Exercise objective - The answer must be one number: how many lines in the data below include the string "addr".

Exercise input -

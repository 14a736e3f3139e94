use agentstream_core::CredentialProvider;
use axum::{
    body::Body,
    extract::State,
    http::{header, StatusCode, Uri},
    response::{IntoResponse, Response},
    Router,
};
use std::sync::{Arc, Mutex};

/// A request the stub server received.
#[derive(Debug, Clone)]
pub struct RecordedRequest {
    pub uri: String,
    pub body: serde_json::Value,
}

/// A local stand-in for the Gemini endpoint that answers every request with
/// the same canned response.
pub struct StubServer {
    pub base_url: String,
    pub requests: Arc<Mutex<Vec<RecordedRequest>>>,
}

struct Reply {
    status: StatusCode,
    content_type: &'static str,
    body: String,
    requests: Arc<Mutex<Vec<RecordedRequest>>>,
}

async fn answer(State(reply): State<Arc<Reply>>, uri: Uri, body: String) -> Response {
    reply.requests.lock().unwrap().push(RecordedRequest {
        uri: uri.to_string(),
        body: serde_json::from_str(&body).unwrap_or(serde_json::Value::Null),
    });

    (
        reply.status,
        [(header::CONTENT_TYPE, reply.content_type)],
        Body::from(reply.body.clone()),
    )
        .into_response()
}

impl StubServer {
    pub async fn start(
        status: StatusCode,
        content_type: &'static str,
        body: impl Into<String>,
    ) -> Self {
        let requests = Arc::new(Mutex::new(Vec::new()));
        let reply = Arc::new(Reply {
            status,
            content_type,
            body: body.into(),
            requests: requests.clone(),
        });
        let app = Router::new().fallback(answer).with_state(reply);

        let listener = tokio::net::TcpListener::bind("127.0.0.1:0").await.unwrap();
        let addr = listener.local_addr().unwrap();
        tokio::spawn(async move {
            axum::serve(listener, app).await.unwrap();
        });

        Self {
            base_url: format!("http://{addr}/v1beta"),
            requests,
        }
    }

    #[allow(dead_code)]
    pub async fn json(status: StatusCode, body: serde_json::Value) -> Self {
        Self::start(status, "application/json", body.to_string()).await
    }

    #[allow(dead_code)]
    pub async fn sse(events: &[String]) -> Self {
        let body: String = events.iter().map(|e| format!("data: {e}\r\n\r\n")).collect();
        Self::start(StatusCode::OK, "text/event-stream", body).await
    }

    pub fn requests(&self) -> Vec<RecordedRequest> {
        self.requests.lock().unwrap().clone()
    }
}

/// A fixed credential for the client under test.
pub struct StaticKey(pub Option<&'static str>);

impl CredentialProvider for StaticKey {
    fn api_key(&self) -> Option<String> {
        self.0.map(str::to_string)
    }
}

/// A `generateContent` response body carrying `text`.
pub fn text_response(text: &str) -> serde_json::Value {
    serde_json::json!({
        "candidates": [{"content": {"parts": [{"text": text}], "role": "model"}}]
    })
}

Answer to the exercise - 2